// src/main.rs
use std::fs;
use std::path::{Path, PathBuf};

use anyhow::{bail, Context, Result};
use chrono::{DateTime, Utc};
use clap::{Parser, Subcommand};
use log::{error, info, warn};

use holter_signal::capture::{CaptureSession, SerialLink, DEFAULT_BAUD_RATE};
use holter_signal::signal::{
    export_artifacts, processed_base_key, raw_object_key, ArtifactSink, DirectorySink,
    PlotStyle, ProcessingSummary, SessionStatusUpdate,
};
use holter_signal::{HolterError, Pipeline, PipelineConfig};

#[derive(Parser)]
#[command(name = "holter", version, about = "Holter ECG capture and batch processing")]
struct Cli {
    /// JSON pipeline configuration; missing fields keep their defaults.
    #[arg(long, global = true)]
    config: Option<PathBuf>,
    #[command(subcommand)]
    cmd: Commands,
}

#[derive(Subcommand)]
enum Commands {
    /// Decode one raw capture blob and write processed artifacts.
    Process {
        input: PathBuf,
        #[arg(long, default_value = ".")]
        out_dir: PathBuf,
        #[arg(long)]
        no_plots: bool,
    },
    /// Pull capture blocks from a recorder over USB serial.
    Capture {
        #[arg(long)]
        port: String,
        #[arg(long, default_value_t = DEFAULT_BAUD_RATE)]
        baud: u32,
        /// Write the first block here instead of under its raw object key.
        #[arg(long)]
        out: Option<PathBuf>,
        #[arg(long, default_value = ".")]
        out_dir: PathBuf,
        #[arg(long, default_value_t = 1)]
        device_id: u16,
        #[arg(long, default_value_t = 1)]
        blocks: usize,
        /// Run the pipeline on every block as it arrives.
        #[arg(long)]
        process: bool,
        #[arg(long)]
        no_plots: bool,
    },
}

fn main() -> Result<()> {
    env_logger::init();
    let cli = Cli::parse();
    let config = match &cli.config {
        Some(path) => PipelineConfig::from_json_file(path)
            .with_context(|| format!("failed to load config {}", path.display()))?,
        None => PipelineConfig::default(),
    };
    let pipeline = Pipeline::new(config)?;
    match cli.cmd {
        Commands::Process {
            input,
            out_dir,
            no_plots,
        } => {
            let bytes =
                fs::read(&input).with_context(|| format!("failed to read {}", input.display()))?;
            let source = input.display().to_string();
            let mut sink = DirectorySink::new(out_dir);
            let status = match process_blob(&pipeline, &bytes, &source, &mut sink, !no_plots) {
                Ok(status) => status,
                Err(err) => {
                    let session = input
                        .file_stem()
                        .map(|stem| stem.to_string_lossy().into_owned())
                        .unwrap_or_default();
                    let status = SessionStatusUpdate::failed("unknown", session, &err, Utc::now());
                    println!("{}", serde_json::to_string_pretty(&status)?);
                    return Err(err).with_context(|| format!("failed to process {source}"));
                }
            };
            println!("{}", serde_json::to_string_pretty(&status)?);
        }
        Commands::Capture {
            port,
            baud,
            out,
            out_dir,
            device_id,
            blocks,
            process,
            no_plots,
        } => {
            if blocks == 0 {
                bail!("--blocks must be at least 1");
            }
            let mut link = SerialLink::open(&port, baud)
                .with_context(|| format!("failed to open serial port {port}"))?;
            let mut session = CaptureSession::new();
            let mut sink = DirectorySink::new(&out_dir);
            for index in 0..blocks {
                let block = link
                    .run_capture(&mut session)
                    .with_context(|| format!("capture {} of {blocks} failed", index + 1))?;
                if block.is_empty() {
                    warn!("block {} arrived without samples, skipping", index + 1);
                    continue;
                }
                if !block.is_complete() {
                    warn!(
                        "block {} has {} samples, {} announced",
                        index + 1,
                        block.len(),
                        block.expected.unwrap_or_default()
                    );
                }
                let started_at = block.started_at.unwrap_or_else(Utc::now);
                let start_time = u32::try_from(started_at.timestamp()).unwrap_or_default();
                let frame = block.to_frame(device_id, start_time, &pipeline.config().device)?;
                let raw_key = raw_object_key(
                    started_at.timestamp(),
                    &format!("device-{device_id}"),
                    &format!("session_{start_time}"),
                );
                let written = match (&out, index) {
                    (Some(path), 0) => write_file(path, &frame)?,
                    _ => {
                        sink.put(&raw_key, "application/octet-stream", &frame)?;
                        out_dir.join(&raw_key)
                    }
                };
                info!(
                    "block {}: {} samples over {:.1} s -> {}",
                    index + 1,
                    block.len(),
                    block.duration_s(),
                    written.display()
                );
                if process {
                    match process_blob(&pipeline, &frame, &raw_key, &mut sink, !no_plots) {
                        Ok(status) => println!("{}", serde_json::to_string_pretty(&status)?),
                        Err(err) => error!("block {} failed to process: {err}", index + 1),
                    }
                }
            }
            if session.malformed_lines() > 0 {
                warn!("{} malformed DATA lines dropped", session.malformed_lines());
            }
        }
    }
    Ok(())
}

fn process_blob(
    pipeline: &Pipeline,
    bytes: &[u8],
    source: &str,
    sink: &mut dyn ArtifactSink,
    plots: bool,
) -> Result<SessionStatusUpdate, HolterError> {
    let result = pipeline.process(bytes)?;
    let processed_at: DateTime<Utc> = Utc::now();
    let raw_key = raw_object_key(
        i64::from(result.header.start_time),
        &format!("device-{}", result.header.device_id),
        &format!("session_{}", result.header.session_id),
    );
    let base_key = processed_base_key(&raw_key);
    let summary = ProcessingSummary::from_result(&result, source, processed_at);
    let style = PlotStyle::default();
    let written = export_artifacts(&result, &summary, &base_key, sink, plots.then_some(&style))?;
    info!(
        "{source}: {:.1} s, {:.1}% motion, {:.1} BPM, {} artifacts",
        result.duration_s,
        result.motion_percentage,
        result.average_bpm(),
        written.len()
    );
    Ok(SessionStatusUpdate::processed(&result, base_key, processed_at))
}

fn write_file(path: &Path, bytes: &[u8]) -> Result<PathBuf> {
    if let Some(parent) = path.parent().filter(|p| !p.as_os_str().is_empty()) {
        fs::create_dir_all(parent)?;
    }
    fs::write(path, bytes).with_context(|| format!("failed to write {}", path.display()))?;
    Ok(path.to_path_buf())
}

▸ What to produce
Please report the number of lines in the listing that include "println", and add nothing to it.

▸ Your response
3